Two Is Enough by Laura S. Scott

But still one must go everywhere one must see everything. But since they were grown up, Laura and Laurie on their prowls sometimes walked through. When the Sheridans were little they were forbidden to set foot there because of the revolting language and of what they might catch. Washerwomen lived in the lane and sweeps and a cobbler, and a man whose house-front was studded all over with minute bird-cages. Little rags and shreds of smoke, so unlike the great silvery plumes that uncurled from the Sheridans' chimneys. The very smoke coming out of their chimneys was poverty-stricken. In the garden patches there was nothing but cabbage stalks, sick hens and tomato cans. They were little mean dwellings painted a chocolate brown. They were the greatest possible eyesore, and they had no right to be in that neighbourhood at all. The little cottages were in a lane to themselves at the very bottom of a steep rise that led up to the house. Upon seeing Scott’s body, Laura has an epiphany about life, death, wealth and poverty (although the reader never quite learns what exactly she has figured out). When she arrives, Laura is unsettled by the cottages’ squalid conditions and overwhelmed with anxiety about her own wealth, especially the hat and clothes that make her class status obvious. Later, Laura’s mother sends her to deliver a basket of leftover food to the cart-driver’s family.

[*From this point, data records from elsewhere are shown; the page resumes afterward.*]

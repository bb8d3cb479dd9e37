use std::collections::HashMap;
use std::sync::Arc;

use tracing::{event, Level};

use crate::core::{CardBitSet, Pocket};

use super::errors::Result;
use super::pocket_odds::PocketOdds;
use super::pocket_ranks::PocketRanks;
use super::pocket_scores::PocketScores;

/// Holds the value computed for the most recent board.
///
/// Asking for the same board again hands back the same `Arc`. Asking for a
/// different board drops the old value and builds a new one.
#[derive(Debug)]
pub struct BoardCache<V> {
    entry: Option<(CardBitSet, Arc<V>)>,
}

impl<V> Default for BoardCache<V> {
    fn default() -> Self {
        Self { entry: None }
    }
}

impl<V> BoardCache<V> {
    pub fn new() -> Self {
        Self::default()
    }

    /// Return the cached value for `community`, building it on a miss.
    ///
    /// A failed build leaves the previous entry in place.
    pub fn get_or_try_insert<F>(&mut self, community: CardBitSet, build: F) -> Result<Arc<V>>
    where
        F: FnOnce(CardBitSet) -> Result<V>,
    {
        if let Some((key, value)) = &self.entry {
            if *key == community {
                event!(Level::TRACE, %community, "board cache hit");
                return Ok(value.clone());
            }
        }
        event!(Level::TRACE, %community, "board cache miss");
        let value = Arc::new(build(community)?);
        self.entry = Some((community, value.clone()));
        Ok(value)
    }

    /// The board currently cached, if any.
    pub fn community(&self) -> Option<CardBitSet> {
        self.entry.as_ref().map(|(k, _)| *k)
    }

    pub fn clear(&mut self) {
        self.entry = None;
    }
}

/// The strength caches a strategy keeps for the hand in progress.
///
/// Odds are kept per pocket for the current board. Moving to a new board
/// forgets every pocket computed for the old one.
#[derive(Debug, Default)]
pub struct PocketCaches {
    scores: BoardCache<PocketScores>,
    ranks: BoardCache<PocketRanks>,
    odds_board: Option<CardBitSet>,
    odds: HashMap<Pocket, Arc<PocketOdds>>,
}

impl PocketCaches {
    pub fn new() -> Self {
        Self::default()
    }

    pub fn scores(&mut self, community: CardBitSet) -> Result<Arc<PocketScores>> {
        self.scores.get_or_try_insert(community, PocketScores::new)
    }

    pub fn ranks(&mut self, community: CardBitSet) -> Result<Arc<PocketRanks>> {
        // A hit must not evict the scores of another board.
        if self.ranks.community() == Some(community) {
            return self.ranks.get_or_try_insert(community, PocketRanks::new);
        }
        let scores = self.scores(community)?;
        self.ranks
            .get_or_try_insert(community, |_| Ok(PocketRanks::from_scores(&scores)))
    }

    pub fn odds(&mut self, community: CardBitSet, pocket: Pocket) -> Result<Arc<PocketOdds>> {
        if self.odds_board != Some(community) {
            self.odds.clear();
            self.odds_board = Some(community);
        }
        if let Some(odds) = self.odds.get(&pocket) {
            event!(Level::TRACE, %community, %pocket, "odds cache hit");
            return Ok(odds.clone());
        }
        let scores = self.scores(community)?;
        let odds = Arc::new(PocketOdds::from_scores(&scores, pocket)?);
        self.odds.insert(pocket, odds.clone());
        Ok(odds)
    }

    /// Forget everything.
    pub fn clear(&mut self) {
        self.scores.clear();
        self.ranks.clear();
        self.odds_board = None;
        self.odds.clear();
    }
}

#[cfg(test)]
mod tests {
    use super::*;
    use crate::ai::AiError;

    fn board(s: &str) -> CardBitSet {
        CardBitSet::from_str_cards(s).unwrap()
    }

    fn pocket(s: &str) -> Pocket {
        Pocket::from_str_cards(s).unwrap()
    }

    #[test]
    fn test_board_cache_single_slot() {
        let mut cache: BoardCache<usize> = BoardCache::new();
        let mut builds = 0;
        let a = board("AsKhQd");
        let b = board("AsKhJd");
        let first = cache
            .get_or_try_insert(a, |c| {
                builds += 1;
                Ok(c.count())
            })
            .unwrap();
        let again = cache.get_or_try_insert(a, |_| Ok(99)).unwrap();
        assert!(Arc::ptr_eq(&first, &again));
        assert_eq!(1, builds);

        let other = cache.get_or_try_insert(b, |_| Ok(7)).unwrap();
        assert_eq!(7, *other);
        let back = cache.get_or_try_insert(a, |_| Ok(3)).unwrap();
        assert!(!Arc::ptr_eq(&first, &back));
        assert_eq!(3, *back);
    }

    #[test]
    fn test_failed_build_keeps_entry() {
        let mut cache: BoardCache<usize> = BoardCache::new();
        let a = board("AsKhQd");
        cache.get_or_try_insert(a, |_| Ok(1)).unwrap();
        let err = cache.get_or_try_insert(board("2c"), |c| Err(AiError::InvalidCommunity(c.count())));
        assert_eq!(Err(AiError::InvalidCommunity(1)), err);
        assert_eq!(Some(a), cache.community());
    }

    #[test]
    fn test_ranks_same_instance() {
        let mut caches = PocketCaches::new();
        let flop = board("AsKhQd");
        let one = caches.ranks(flop).unwrap();
        let two = caches.ranks(flop).unwrap();
        assert!(Arc::ptr_eq(&one, &two));

        let turn = board("AsKhQdJc");
        let three = caches.ranks(turn).unwrap();
        assert!(!Arc::ptr_eq(&one, &three));
        assert_eq!(turn, three.community());
    }

    #[test]
    fn test_ranks_reject_pre_flop() {
        let mut caches = PocketCaches::new();
        assert_eq!(
            AiError::InvalidCommunity(0),
            caches.ranks(CardBitSet::new()).unwrap_err()
        );
    }

    #[test]
    fn test_scores_same_instance() {
        let mut caches = PocketCaches::new();
        let river = board("AsKhQdJcTs");
        let one = caches.scores(river).unwrap();
        let two = caches.scores(river).unwrap();
        assert!(Arc::ptr_eq(&one, &two));
    }

    #[test]
    fn test_odds_per_pocket_and_board() {
        let mut caches = PocketCaches::new();
        let turn = board("AsKhQd2c");
        let other_turn = board("AsKhJd2c");
        let p1 = pocket("JcTs");
        let p2 = pocket("9h8d");

        let a = caches.odds(turn, p1).unwrap();
        let b = caches.odds(turn, p1).unwrap();
        assert!(Arc::ptr_eq(&a, &b));

        let c = caches.odds(turn, p2).unwrap();
        assert!(!Arc::ptr_eq(&a, &c));

        let _ = caches.odds(other_turn, p2).unwrap();
        let d = caches.odds(turn, p1).unwrap();
        assert!(!Arc::ptr_eq(&a, &d));
    }
}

Two Is Enough by Laura S. Scott Two Is Enough by Laura S. Scott Two Is Enough by Laura S. Scott

When Laura overhears that Scott has died in a horrible accident, she urges the rest of her family to cancel the party, but her protests fall on deaf ears and she decides to go on with the party once she sees herself in the mirror wearing her mother’s extravagant daisy-trim hat. Laura’s mother calls her “the artistic one” and sends her to do various odd jobs in preparation for the garden party that afternoon, but as Laura increasingly realizes that working-class people in her community must work tirelessly and endure poverty in order for her family to maintain their extravagant lifestyle, she becomes increasingly torn between the leisurely gentility of her upbringing and her sympathy for the workers her parents and siblings barely acknowledge. She is disappointed, for example, by the “silly boys” courting her rather than “extraordinarily nice” men from the lower classes, like the workmen who put up the marquee. As she begins to come of age, Laura starts to realize the pitfalls of her privileged upbringing, especially the restrictions it places on socializing. Sheridan’s teenage daughter and sister to Laurie, Jose and Meg. The story’s curious and free-spirited protagonist, Laura is Mr.